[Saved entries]

□ □ □ □

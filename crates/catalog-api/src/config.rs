//! Server configuration read from the environment.

use std::time::Duration;

use catalog_products::domain::links::BaseUrl;
use thiserror::Error;

/// A configuration value is missing or malformed.
#[derive(Debug, Error)]
pub enum ConfigError {
    /// A required variable is not set.
    #[error("{0} environment variable must be set")]
    Missing(&'static str),

    /// A variable is set but cannot be used.
    #[error("{key} is invalid: {reason}")]
    Invalid {
        /// The offending variable.
        key: &'static str,
        /// Why it was rejected.
        reason: String,
    },
}

/// Fully resolved server configuration.
#[derive(Debug, Clone)]
pub struct Config {
    /// `PostgreSQL` connection string.
    pub database_url: String,
    /// Bind host.
    pub host: String,
    /// Bind port.
    pub port: u16,
    /// Public base URL used when a request carries no host information.
    pub public_base_url: BaseUrl,
    /// Whether the email channel is enabled.
    pub email_enabled: bool,
    /// Whether the SMS channel is enabled.
    pub sms_enabled: bool,
    /// Sender address of stock alert emails.
    pub notify_from_email: String,
    /// Upper bound on handling a single request.
    pub request_timeout: Duration,
    /// Connection pool size.
    pub db_max_connections: u32,
    /// Upper bound on waiting for a pooled connection.
    pub db_acquire_timeout: Duration,
    /// OTLP collector endpoint; span export is off when unset.
    pub otlp_endpoint: Option<String>,
}

impl Config {
    /// Read the configuration from the process environment.
    ///
    /// # Errors
    ///
    /// Returns `ConfigError` if a required variable is missing or any
    /// variable is malformed.
    pub fn from_env() -> Result<Self, ConfigError> {
        Self::from_lookup(|key| std::env::var(key).ok())
    }

    /// Read the configuration through `lookup`.
    ///
    /// # Errors
    ///
    /// Returns `ConfigError` if a required variable is missing or any
    /// variable is malformed.
    pub fn from_lookup(lookup: impl Fn(&str) -> Option<String>) -> Result<Self, ConfigError> {
        let get = |key: &str| lookup(key).filter(|v| !v.trim().is_empty());

        let database_url = get("DATABASE_URL").ok_or(ConfigError::Missing("DATABASE_URL"))?;
        let host = get("HOST").unwrap_or_else(|| "0.0.0.0".to_string());
        let port = parse_or(get("PORT"), "PORT", 3000)?;

        let api_scheme = get("API_SCHEME").unwrap_or_else(|| "http".to_string());
        let api_host = get("API_HOST").ok_or(ConfigError::Missing("API_HOST"))?;
        let public_base_url =
            BaseUrl::from_parts(&api_scheme, &api_host).map_err(|e| ConfigError::Invalid {
                key: "API_HOST",
                reason: e.to_string(),
            })?;

        Ok(Self {
            database_url,
            host,
            port,
            public_base_url,
            email_enabled: flag(get("EMAIL_PROVIDER")),
            sms_enabled: flag(get("SMS_PROVIDER")),
            notify_from_email: get("NOTIFY_FROM_EMAIL")
                .unwrap_or_else(|| "stock@catalog.local".to_string()),
            request_timeout: Duration::from_secs(parse_or(
                get("REQUEST_TIMEOUT_SECS"),
                "REQUEST_TIMEOUT_SECS",
                10,
            )?),
            db_max_connections: parse_or(get("DB_MAX_CONNECTIONS"), "DB_MAX_CONNECTIONS", 10)?,
            db_acquire_timeout: Duration::from_secs(parse_or(
                get("DB_ACQUIRE_TIMEOUT_SECS"),
                "DB_ACQUIRE_TIMEOUT_SECS",
                5,
            )?),
            otlp_endpoint: get("OTEL_EXPORTER_OTLP_ENDPOINT"),
        })
    }

    /// The `host:port` string to bind.
    #[must_use]
    pub fn bind_address(&self) -> String {
        format!("{}:{}", self.host, self.port)
    }
}

fn flag(value: Option<String>) -> bool {
    value.is_some_and(|v| v == "true" || v == "1")
}

fn parse_or<T>(value: Option<String>, key: &'static str, default: T) -> Result<T, ConfigError>
where
    T: std::str::FromStr,
    T::Err: std::fmt::Display,
{
    match value {
        None => Ok(default),
        Some(raw) => raw.trim().parse().map_err(|e: T::Err| ConfigError::Invalid {
            key,
            reason: e.to_string(),
        }),
    }
}
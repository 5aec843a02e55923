//! Storage-level records.
//!
//! Records carry the internal numeric identifiers the datastore uses for
//! joins. They are never serialized; public representations are built from
//! them by the product context.

use uuid::Uuid;

/// A product row joined with its seller's public UUID.
#[derive(Debug, Clone, PartialEq, Eq)]
pub struct ProductRecord {
    /// Internal storage identifier. Zero for records not yet persisted.
    pub product_id: i64,
    /// Public, immutable identity.
    pub uuid: Uuid,
    /// Product name.
    pub name: String,
    /// Product brand.
    pub brand: String,
    /// Units in stock.
    pub stock: u32,
    /// Public UUID of the owning seller.
    pub seller_uuid: Uuid,
}

/// A seller row.
#[derive(Debug, Clone, PartialEq, Eq)]
pub struct SellerRecord {
    /// Internal storage identifier.
    pub seller_id: i64,
    /// Public, immutable identity.
    pub uuid: Uuid,
    /// Contact email address.
    pub email: String,
    /// Contact phone number.
    pub phone: String,
}
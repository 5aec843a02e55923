//! Composite notifier that broadcasts to every enabled channel.

use std::any::Any;
use std::panic::AssertUnwindSafe;
use std::sync::Arc;

use async_trait::async_trait;
use catalog_core::notifier::{StockChangeEvent, StockChangePublisher, StockNotifier};
use futures::FutureExt;
use tracing::{debug, warn};

/// How a fan-out treats channel failures.
#[derive(Debug, Clone, Copy, PartialEq, Eq, Default)]
pub enum DeliveryPolicy {
    /// At most once per channel, no retry, failures logged and dropped.
    /// A failing or panicking channel does not stop the channels after it.
    #[default]
    BestEffort,
}

/// Broadcasts a stock change to an ordered, fixed list of channels.
///
/// The channel list is assembled once and never changes, so a single
/// instance can be shared across request tasks.
#[derive(Clone, Default)]
pub struct FanOutNotifier {
    channels: Vec<Arc<dyn StockNotifier>>,
    policy: DeliveryPolicy,
}

impl FanOutNotifier {
    /// Create a best-effort fan-out over `channels`, invoked in order.
    #[must_use]
    pub fn new(channels: Vec<Arc<dyn StockNotifier>>) -> Self {
        Self {
            channels,
            policy: DeliveryPolicy::BestEffort,
        }
    }

    /// The policy applied to channel failures.
    #[must_use]
    pub fn policy(&self) -> DeliveryPolicy {
        self.policy
    }

    /// Names of the registered channels, in invocation order.
    #[must_use]
    pub fn channel_names(&self) -> Vec<&'static str> {
        self.channels.iter().map(|c| c.channel()).collect()
    }
}

impl std::fmt::Debug for FanOutNotifier {
    fn fmt(&self, f: &mut std::fmt::Formatter<'_>) -> std::fmt::Result {
        f.debug_struct("FanOutNotifier")
            .field("channels", &self.channel_names())
            .field("policy", &self.policy)
            .finish()
    }
}

#[async_trait]
impl StockChangePublisher for FanOutNotifier {
    async fn publish(&self, event: &StockChangeEvent) {
        match self.policy {
            DeliveryPolicy::BestEffort => {
                for channel in &self.channels {
                    let delivery = AssertUnwindSafe(channel.stock_changed(event))
                        .catch_unwind()
                        .await;
                    match delivery {
                        Ok(Ok(())) => debug!(channel = channel.channel(), "stock change delivered"),
                        Ok(Err(e)) => warn!(
                            channel = channel.channel(),
                            seller_uuid = %event.seller_uuid,
                            error = %e,
                            "stock change notification dropped"
                        ),
                        Err(panic) => warn!(
                            channel = channel.channel(),
                            seller_uuid = %event.seller_uuid,
                            error = panic_message(panic.as_ref()),
                            "stock change channel panicked; notification dropped"
                        ),
                    }
                }
            }
        }
    }
}

fn panic_message(payload: &(dyn Any + Send)) -> &str {
    payload
        .downcast_ref::<&str>()
        .copied()
        .or_else(|| payload.downcast_ref::<String>().map(String::as_str))
        .unwrap_or("non-string panic payload")
}
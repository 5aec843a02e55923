//! Stock-change notification abstractions.

use async_trait::async_trait;
use uuid::Uuid;

use crate::error::NotificationError;

/// A product's stock value changed.
///
/// Built right after a successful update and dropped once published; it is
/// never persisted.
#[derive(Debug, Clone, PartialEq, Eq)]
pub struct StockChangeEvent {
    /// Seller contact email.
    pub email: String,
    /// Seller contact phone.
    pub phone: String,
    /// Stock before the update.
    pub old_stock: u32,
    /// Stock after the update.
    pub new_stock: u32,
    /// Name of the product whose stock changed.
    pub product_name: String,
    /// Public UUID of the seller.
    pub seller_uuid: Uuid,
}

/// A single channel that receives stock-change events.
#[async_trait]
pub trait StockNotifier: Send + Sync {
    /// Short channel name used in logs.
    fn channel(&self) -> &'static str;

    /// Deliver one event.
    async fn stock_changed(&self, event: &StockChangeEvent) -> Result<(), NotificationError>;
}

/// The call shape handlers use to announce a stock change.
///
/// Publishing has no result: delivery guarantees belong to the
/// implementation, not to the caller.
#[async_trait]
pub trait StockChangePublisher: Send + Sync {
    /// Announce a stock change.
    async fn publish(&self, event: &StockChangeEvent);
}
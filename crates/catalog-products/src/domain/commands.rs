//! Commands for the product context.

use catalog_core::error::CatalogError;
use uuid::Uuid;

/// Largest stock value the storage column can hold.
#[allow(clippy::cast_sign_loss)]
pub const MAX_STOCK: u32 = i32::MAX as u32;

/// Command to create a product for an existing seller.
#[derive(Debug, Clone)]
pub struct CreateProduct {
    /// The correlation ID for tracing.
    pub correlation_id: Uuid,
    /// Product name.
    pub name: String,
    /// Product brand.
    pub brand: String,
    /// Initial stock.
    pub stock: u32,
    /// Public UUID of the owning seller.
    pub seller_uuid: Uuid,
}

/// Command to replace a product's name, brand and stock.
#[derive(Debug, Clone)]
pub struct UpdateProduct {
    /// The correlation ID for tracing.
    pub correlation_id: Uuid,
    /// The product to update.
    pub product_uuid: Uuid,
    /// New name.
    pub name: String,
    /// New brand.
    pub brand: String,
    /// New stock.
    pub stock: u32,
}

/// Command to delete a product.
#[derive(Debug, Clone)]
pub struct DeleteProduct {
    /// The correlation ID for tracing.
    pub correlation_id: Uuid,
    /// The product to delete.
    pub product_uuid: Uuid,
}

impl CreateProduct {
    /// Checks the product attributes.
    ///
    /// # Errors
    ///
    /// Returns `CatalogError::Validation` for a blank name or brand, or a
    /// stock above [`MAX_STOCK`].
    pub fn validate(&self) -> Result<(), CatalogError> {
        validate_attributes(&self.name, &self.brand, self.stock)
    }
}

impl UpdateProduct {
    /// Checks the product attributes.
    ///
    /// # Errors
    ///
    /// Returns `CatalogError::Validation` for a blank name or brand, or a
    /// stock above [`MAX_STOCK`].
    pub fn validate(&self) -> Result<(), CatalogError> {
        validate_attributes(&self.name, &self.brand, self.stock)
    }
}

fn validate_attributes(name: &str, brand: &str, stock: u32) -> Result<(), CatalogError> {
    if name.trim().is_empty() {
        return Err(CatalogError::Validation("name must not be blank".into()));
    }
    if brand.trim().is_empty() {
        return Err(CatalogError::Validation("brand must not be blank".into()));
    }
    if stock > MAX_STOCK {
        return Err(CatalogError::Validation(format!(
            "stock must not exceed {MAX_STOCK}"
        )));
    }
    Ok(())
}
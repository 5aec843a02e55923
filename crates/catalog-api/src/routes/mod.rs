//! Route modules and router assembly.

pub mod health;
pub mod products;
pub mod sellers;

use std::time::Duration;

use axum::Router;
use axum::http::StatusCode;
use tower_http::timeout::TimeoutLayer;

use crate::state::AppState;

/// Build the full application router.
///
/// Every request is bounded by `request_timeout`; when it elapses the
/// handler future is dropped, which cancels any in-flight query.
pub fn build_router(state: AppState, request_timeout: Duration) -> Router {
    Router::new()
        .merge(health::router())
        .nest("/api/v1", products::v1_router().merge(sellers::router()))
        .nest("/api/v2", products::v2_router())
        .layer(TimeoutLayer::with_status_code(
            StatusCode::REQUEST_TIMEOUT,
            request_timeout,
        ))
        .with_state(state)
}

□ □ □ □

[WHAT TO PRODUCE]
Take the lines above from the first through the one containing "pub enum ConfigError" and reproduce them exactly; include nothing else.

[RESPONSE]
filename crates/catalog-api/src/config.rs
//! Server configuration read from the environment.

use std::time::Duration;

use catalog_products::domain::links::BaseUrl;
use thiserror::Error;

/// A configuration value is missing or malformed.
#[derive(Debug, Error)]
pub enum ConfigError {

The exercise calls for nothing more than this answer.